The system of sexual exploitation
Commercial sexual exploitation includes the businesses of prostitution, pornography, and stripping. Prostitution, the archetype of these businesses, involves selling and buying sex on the streets, in brothels, massage parlors, saunas, bars, and through escort services. Pornography involves selling and buying demeaning sexual images in movies, videos, magazines, and on the Internet and cable television. [2] It includes phone sex, which is sometimes accompanied by live images on the seller’s Web site. Stripping involves selling and buying live sexual performance in strip clubs, adult theaters, bars, peep show booths, and at private parties.
These businesses, all built on the exchange of some sexual activity for money (or some other form of remuneration), overlap and interlock, and together form the system of sexual exploitation. [3] What drives those who operate the system of sexual exploitation is the desire to make money. Its product is sex, deemed to be simply another commodity to sell and buy. Persons who sell and buy the product are a means to provide the profit; their well-being is normally an incidental concern for those who profit from them.
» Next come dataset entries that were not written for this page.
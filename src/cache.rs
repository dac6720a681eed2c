//! Time-bounded cache of the compute inventory.
//!
//! The cache holds the last full instance list together with the moment it
//! was fetched, as one immutable [`Snapshot`]. Readers get the snapshot behind
//! an `Arc`; a refresh swaps the pointer, so records and timestamp always
//! change together.
//!
//! Refresh is single-flight: callers that find the snapshot stale queue on an
//! async lock, and whoever gets it first talks to the provider while the rest
//! reuse its result.
//!
//! Queries read through [`InventoryCache::get_within`], which runs the refresh
//! on its own task and stops waiting for it after a deadline. A refresh that
//! outlasts its caller keeps going and lands for the next query.

use parking_lot::RwLock;
use std::sync::Arc;
use std::time::Duration;
use tokio::sync::Mutex;
use tokio::time::Instant;
use tracing::{debug, info, warn};

use crate::error::DnsError;
use crate::inventory::{AddressEntry, AddressRole, InventoryProvider, InventoryRecord};
use crate::metrics::{self, RefreshResult, Timer};

/// One complete fetch of the inventory.
#[derive(Debug)]
pub struct Snapshot {
    records: Vec<InventoryRecord>,
    fetched_at: Instant,
}

impl Snapshot {
    /// Records in provider order.
    pub fn records(&self) -> &[InventoryRecord] {
        &self.records
    }

    /// When this snapshot was fetched.
    pub fn fetched_at(&self) -> Instant {
        self.fetched_at
    }

    /// Time since this snapshot was fetched.
    pub fn age(&self) -> Duration {
        self.fetched_at.elapsed()
    }

    /// Every address with `role` on every record named `instance`, in
    /// record, interface, address order.
    pub fn matching_addresses<'a>(
        &'a self,
        instance: &'a str,
        role: AddressRole,
    ) -> impl Iterator<Item = &'a AddressEntry> + 'a {
        self.records
            .iter()
            .filter(move |r| r.name == instance)
            .flat_map(|r| r.addresses())
            .filter(move |a| a.role == role)
    }

    /// Total number of addresses across all records.
    pub fn address_count(&self) -> usize {
        self.records.iter().map(|r| r.addresses().count()).sum()
    }

    fn is_fresh(&self, stale_after: Duration) -> bool {
        self.age() <= stale_after
    }
}

/// Thread-safe, self-refreshing inventory cache.
#[derive(Clone)]
pub struct InventoryCache {
    inner: Arc<CacheInner>,
}

struct CacheInner {
    provider: Arc<dyn InventoryProvider>,
    stale_after: Duration,
    provider_timeout: Duration,

    snapshot: RwLock<Option<Arc<Snapshot>>>,

    /// Serialises refreshes. Holds the time the last refresh failed, so
    /// callers that queued behind a failing refresh don't repeat it.
    refresh: Mutex<Option<Instant>>,
}

impl InventoryCache {
    /// Create an empty cache. Nothing is fetched until the first read.
    pub fn new(
        provider: Arc<dyn InventoryProvider>,
        stale_after: Duration,
        provider_timeout: Duration,
    ) -> Self {
        Self {
            inner: Arc::new(CacheInner {
                provider,
                stale_after,
                provider_timeout,
                snapshot: RwLock::new(None),
                refresh: Mutex::new(None),
            }),
        }
    }

    /// Staleness threshold.
    pub fn stale_after(&self) -> Duration {
        self.inner.stale_after
    }

    /// Current snapshot without triggering a refresh.
    pub fn peek(&self) -> Option<Arc<Snapshot>> {
        self.inner.snapshot.read().clone()
    }

    /// Get a snapshot no older than the staleness threshold, refreshing first
    /// if needed.
    ///
    /// When the refresh fails the previous snapshot is returned as-is. Only a
    /// cache that has never been filled reports the failure.
    pub async fn get(&self) -> Result<Arc<Snapshot>, DnsError> {
        if let Some(snapshot) = self.fresh() {
            return Ok(snapshot);
        }

        let waiting_since = Instant::now();
        let mut last_failure = self.inner.refresh.lock().await;

        // Someone else refreshed while we waited.
        if let Some(snapshot) = self.fresh() {
            return Ok(snapshot);
        }

        if matches!(*last_failure, Some(failed_at) if failed_at >= waiting_since) {
            debug!("reusing outcome of refresh that failed while waiting");
            return self.fallback(DnsError::InventoryUnavailable);
        }

        match self.refresh_locked().await {
            Ok(snapshot) => {
                *last_failure = None;
                Ok(snapshot)
            }
            Err(e) => {
                *last_failure = Some(Instant::now());
                self.fallback(e)
            }
        }
    }

    /// Like [`get`](Self::get), but waits at most `budget` for a refresh.
    ///
    /// The refresh runs detached, so giving up does not cancel the provider
    /// call. Past the budget the stale snapshot is returned, or
    /// [`DnsError::ProviderTimeout`] when nothing has been cached yet.
    pub async fn get_within(&self, budget: Duration) -> Result<Arc<Snapshot>, DnsError> {
        if let Some(snapshot) = self.fresh() {
            return Ok(snapshot);
        }

        let cache = self.clone();
        let refresh = tokio::spawn(async move { cache.get().await });

        match tokio::time::timeout(budget, refresh).await {
            Ok(Ok(result)) => result,
            Ok(Err(e)) => self.fallback(DnsError::Provider(format!(
                "inventory refresh task failed: {e}"
            ))),
            Err(_) => {
                debug!(budget = ?budget, "inventory refresh still running, not waiting any longer");
                self.fallback(DnsError::ProviderTimeout(budget))
            }
        }
    }

    /// Refetch unconditionally. On failure the cached snapshot is kept and
    /// the provider error is returned.
    pub async fn force_refresh(&self) -> Result<Arc<Snapshot>, DnsError> {
        let mut last_failure = self.inner.refresh.lock().await;
        match self.refresh_locked().await {
            Ok(snapshot) => {
                *last_failure = None;
                Ok(snapshot)
            }
            Err(e) => {
                *last_failure = Some(Instant::now());
                Err(e)
            }
        }
    }

    /// Emit snapshot gauges.
    pub fn emit_metrics(&self) {
        if let Some(snapshot) = self.peek() {
            metrics::record_snapshot(
                snapshot.records.len(),
                snapshot.address_count(),
                snapshot.age(),
            );
        }
    }

    fn fresh(&self) -> Option<Arc<Snapshot>> {
        self.peek()
            .filter(|snapshot| snapshot.is_fresh(self.inner.stale_after))
    }

    fn fallback(&self, error: DnsError) -> Result<Arc<Snapshot>, DnsError> {
        match self.peek() {
            Some(stale) => {
                warn!(
                    error = %error,
                    age_secs = stale.age().as_secs(),
                    "inventory refresh failed, serving stale snapshot"
                );
                metrics::record_stale_served();
                Ok(stale)
            }
            None => {
                warn!(error = %error, "inventory refresh failed with no snapshot cached");
                Err(error)
            }
        }
    }

    /// Must be called with the refresh lock held.
    async fn refresh_locked(&self) -> Result<Arc<Snapshot>, DnsError> {
        let timer = Timer::start();
        let fetched = tokio::time::timeout(
            self.inner.provider_timeout,
            self.inner.provider.list_instances(),
        )
        .await;

        let records = match fetched {
            Ok(Ok(records)) => records,
            Ok(Err(e)) => {
                metrics::record_refresh(RefreshResult::Error, timer.elapsed());
                return Err(e);
            }
            Err(_) => {
                metrics::record_refresh(RefreshResult::Timeout, timer.elapsed());
                return Err(DnsError::ProviderTimeout(self.inner.provider_timeout));
            }
        };

        let snapshot = Arc::new(Snapshot {
            records,
            fetched_at: Instant::now(),
        });
        *self.inner.snapshot.write() = Some(snapshot.clone());

        metrics::record_refresh(RefreshResult::Success, timer.elapsed());
        metrics::record_snapshot(snapshot.records.len(), snapshot.address_count(), Duration::ZERO);
        info!(
            instances = snapshot.records.len(),
            addresses = snapshot.address_count(),
            elapsed_ms = timer.elapsed().as_millis() as u64,
            "refreshed compute inventory"
        );
        Ok(snapshot)
    }
}
//! Error types for nova-dns.

use std::time::Duration;
use thiserror::Error;

/// Errors that can occur in the DNS server.
#[derive(Debug, Error)]
pub enum DnsError {
    /// IO error (network, file, etc.)
    #[error("IO error: {0}")]
    Io(#[from] std::io::Error),

    /// HTTP client error talking to the identity or compute API
    #[error("HTTP client error: {0}")]
    Reqwest(#[from] reqwest::Error),

    /// Malformed JSON from the inventory provider
    #[error("JSON error: {0}")]
    Json(#[from] serde_json::Error),

    /// Invalid configuration
    #[error("Invalid configuration: {0}")]
    Config(String),

    /// A required credential variable is missing from the environment
    #[error("Missing credential: environment variable {0} is not set")]
    MissingCredential(&'static str),

    /// The identity service rejected our credentials or returned no usable catalog
    #[error("Authentication failed: {0}")]
    Auth(String),

    /// The inventory provider returned an error
    #[error("Inventory provider error: {0}")]
    Provider(String),

    /// The inventory provider did not answer within the configured bound
    #[error("Inventory provider timed out after {0:?}")]
    ProviderTimeout(Duration),

    /// No snapshot has ever been fetched and the refresh that would produce one failed
    #[error("Inventory unavailable - no snapshot has been fetched yet")]
    InventoryUnavailable,

    /// DNS protocol error
    #[error("DNS protocol error: {0}")]
    Proto(#[from] hickory_proto::ProtoError),

    /// Failed to parse address
    #[error("Invalid address: {0}")]
    InvalidAddress(String),
}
To ensure demand for its product, the system of sexual exploitation strives to make its businesses attractive and accessible to its potential customers, almost entirely men and male youth. It appeals to their conflicted sexual desires with a variety of images of its "commodity": some people paint a picture of glamorous, harmless, uncomplicated fun among consenting equals; others speak to the excitement of crossing forbidden boundaries, to becoming or being "a man," or to sexual addictions and aberrations (such as child pornography, pedophilia, bestiality, sadomasochism, or orgies). It offers a hierarchy of providers for different budgets. It provides videos for hotel rooms and "call girls" for the traveler, establishes its businesses near military bases, entices customers to exotic places for "sex tourism," and offers "mail-order brides" who often end up in prostitution or as personal sex slaves. [4] The system of sexual exploitation makes its products known through ads in city and community newspapers, telephone directories, sex guides, flyers, and by word of mouth, and has found in the Internet an effective new tool for advertising. In a sex-saturated culture where the media celebrate casual sex, featuring increasingly explicit sex scenes, and advertisements sell products through the allure of sexuality, the system of sexual exploitation thrives and flourishes.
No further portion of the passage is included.